The pandemic put incredible pressure on organizations to modernize and accelerate digital transformation efforts, with many businesses rushing to embrace cloud strategies in response. According to this year’s Enterprise Cloud Index from Nutanix, multi-cloud—an IT operating model that combines multiple clouds, public or private—is the most commonly deployed IT environment and the only IT model on an upward adoption trajectory. In fact, nearly two-thirds (64%) of organizations plan to operate a multi-cloud environment within three years.
But there are complexities and challenges of managing across cloud borders that organizations are still grappling with, and concerns about security, data integration and cost remain. Enterprises will need to find ways to leverage existing cloud investments and redefine best practices and what it means to have agility and resilience in IT.
Current Challenges
Businesses have traditionally been designed around managing costs, increasing efficiency and streamlining operations, but lean IT teams find themselves under new pressures to support the challenges we’re facing today. The pandemic forced organizations to prioritize implementations and view the public cloud as a quick solution for everything without proper due diligence at the expense of optimization. This approach lacked focus on strategic business outcomes, and ultimately led to increased complexity, higher costs and less flexibility. According to the study, 87% of respondents agreed that multi-cloud success requires simpler management across mixed-cloud infrastructures.
Enterprises also continue to rank improving security as a top IT priority, yet managing security was among the top multi-cloud challenges cited. Additionally, the majority of respondents (80%) say that moving apps can be time-consuming and costly, and 77% agree that workload portability is a significant challenge. This underscores the need for uniform management and operations across different cloud environments to avoid costly and time-consuming efforts to move applications.
“Cloud-Smart” approach to IT
Current cloud thinking is that there’s a “best” cloud environment for each workload or application, but there is no one-size-fits-all approach to the cloud. Organizations will start to move away from blanket cloud-first approaches to IT, and instead, be more thoughtful about which workloads run where. It is no longer a foregone conclusion that taking every app or workflow to the cloud permanently is the best course of action. The adoption of this “cloud-smart” approach, leveraging the most appropriate cloud environment for each use case, is likely a primary driver behind the proliferation of multi-cloud.
The use of IT infrastructure by organizations is becoming more strategic over time. Nearly three-quarters of IT professionals (72%) feel that the IT function in their businesses is seen as more strategic now than it was a year ago. While businesses are now viewing and using IT more strategically than ever before, the complexity of multi-cloud is creating challenges that are standing in the way of cloud success. Despite challenges, a strong case is made for why the future of IT is hybrid multi-cloud, a model that enables more operational consistency across clouds.
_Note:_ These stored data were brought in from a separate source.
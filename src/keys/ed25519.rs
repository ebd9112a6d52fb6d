//! # ed25519 Keys
//!
//! Edwards-curve signatures. The private key is stored as its 32-byte seed;
//! the 64-byte `seed ‖ public` form is accepted on input.
//!
//! The same key pair also serves as an X25519 key pair for key exchange and
//! the NaCl secret-key suite:
//!
//! ```text
//! Seed (32 bytes)
//!       │
//!       ├──► SHA-512 ─► clamp(h[0..32]) ─────────► X25519 scalar
//!       │
//!       └──► Edwards public point ─► to_montgomery ─► X25519 public key
//! ```

use std::fmt;

use ed25519_dalek::{Signature, Signer, SigningKey, Verifier, VerifyingKey};
use rand_core::CryptoRngCore;
use zeroize::{ZeroizeOnDrop, Zeroizing};

use crate::error::{Error, Result};

/// Size of the private key seed in bytes
pub const SEED_SIZE: usize = 32;

/// Size of the expanded `seed ‖ public` private key in bytes
pub const KEYPAIR_SIZE: usize = 64;

/// Size of a public key in bytes
pub const PUBLIC_KEY_SIZE: usize = 32;

/// Size of a signature in bytes
pub const SIGNATURE_SIZE: usize = 64;

/// ed25519 private key
#[derive(Clone, ZeroizeOnDrop)]
pub struct Ed25519PrivateKey {
    #[zeroize(skip)] // ed25519_dalek::SigningKey handles its own zeroization
    key: SigningKey,
}

impl Ed25519PrivateKey {
    /// Parse a 32-byte seed or a 64-byte `seed ‖ public` key
    pub fn from_bytes(bytes: &[u8]) -> Result<Self> {
        match bytes.len() {
            SEED_SIZE => {
                let mut seed = Zeroizing::new([0u8; SEED_SIZE]);
                seed.copy_from_slice(bytes);
                Ok(Self {
                    key: SigningKey::from_bytes(&seed),
                })
            }
            KEYPAIR_SIZE => {
                let mut keypair = Zeroizing::new([0u8; KEYPAIR_SIZE]);
                keypair.copy_from_slice(bytes);
                let key = SigningKey::from_keypair_bytes(&keypair).map_err(|_| {
                    Error::InvalidKeyLength("ed25519 public half does not match the seed".into())
                })?;
                Ok(Self { key })
            }
            _ => Err(Error::BadKeyLength("ed25519")),
        }
    }

    /// Generate a new random private key
    pub fn generate(rng: &mut impl CryptoRngCore) -> Self {
        Self {
            key: SigningKey::generate(rng),
        }
    }

    /// Get the 32-byte seed
    ///
    /// ## Security Warning
    ///
    /// Only use this for secure storage. Never log or transmit these bytes.
    pub fn bytes(&self) -> [u8; SEED_SIZE] {
        self.key.to_bytes()
    }

    /// Get the 64-byte `seed ‖ public` form
    pub fn keypair_bytes(&self) -> [u8; KEYPAIR_SIZE] {
        self.key.to_keypair_bytes()
    }

    /// Derive the public key
    pub fn public_key(&self) -> Ed25519PublicKey {
        Ed25519PublicKey {
            key: self.key.verifying_key(),
        }
    }

    /// Sign a message
    pub fn sign(&self, message: &[u8]) -> [u8; SIGNATURE_SIZE] {
        self.key.sign(message).to_bytes()
    }

    /// Clamped X25519 scalar bytes derived from the seed
    pub(crate) fn x25519_scalar_bytes(&self) -> Zeroizing<[u8; 32]> {
        Zeroizing::new(self.key.to_scalar_bytes())
    }
}

impl fmt::Debug for Ed25519PrivateKey {
    fn fmt(&self, f: &mut fmt::Formatter<'_>) -> fmt::Result {
        f.debug_struct("Ed25519PrivateKey")
            .field("public", &hex::encode(self.public_key().bytes()))
            .finish()
    }
}

/// ed25519 public key
#[derive(Debug, Clone, PartialEq, Eq)]
pub struct Ed25519PublicKey {
    key: VerifyingKey,
}

impl Ed25519PublicKey {
    /// Parse a 32-byte compressed Edwards point
    pub fn from_bytes(bytes: &[u8]) -> Result<Self> {
        let bytes: &[u8; PUBLIC_KEY_SIZE] = bytes
            .try_into()
            .map_err(|_| Error::InvalidLength(bytes.len()))?;

        let key = VerifyingKey::from_bytes(bytes)
            .map_err(|e| Error::InvalidPublicKey(format!("ed25519: {}", e)))?;
        Ok(Self { key })
    }

    /// Get the 32-byte encoding
    pub fn bytes(&self) -> [u8; PUBLIC_KEY_SIZE] {
        self.key.to_bytes()
    }

    /// Verify a 64-byte signature
    pub fn verify(&self, message: &[u8], signature: &[u8]) -> bool {
        let Ok(signature) = Signature::from_slice(signature) else {
            return false;
        };
        self.key.verify(message, &signature).is_ok()
    }

    /// X25519 public key bytes (Montgomery form of this point)
    pub(crate) fn x25519_bytes(&self) -> [u8; 32] {
        self.key.to_montgomery().to_bytes()
    }
}

// ============================================================================
// TESTS
// ============================================================================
In fact, 83% consider it ideal.
Multi-Cloud Supports New Ways of Working
The pandemic has changed how nearly all organizations operate, and the top reasons cited by businesses for changing their infrastructure and deployment models are improving remote work and collaboration. While an organizations’ remote workforces may fluctuate, they are here to stay for the foreseeable future and IT will need to be nimble to support a remote, hybrid workforce and keep people productive and connected regardless of location.
Over half (61%) of organizations are focused on offering more flexible work setups because of the pandemic, and multi-cloud supports this new way of working. It offers the most agile IT environment for supporting this kind of flexibility by distributing data and allowing remote access to business applications from diverse geolocations for user proximity and business continuity, and enabling organizations to implement technology that helps retain and attract talent.
Multi-cloud is here to stay—and is the only operating model that is expected to increase in the coming years. 2022 will bring about a shift towards hybrid multi-cloud deployment as organizations look to take advantage of what each cloud has to offer while still having the flexibility and freedom of choice around their applications and data. This would deliver on the flexibility and agility that most organizations seek to compete in today’s digital world while enabling enterprises to significantly simplify operations. Future-proofing cloud strategies is the key to building IT resilience.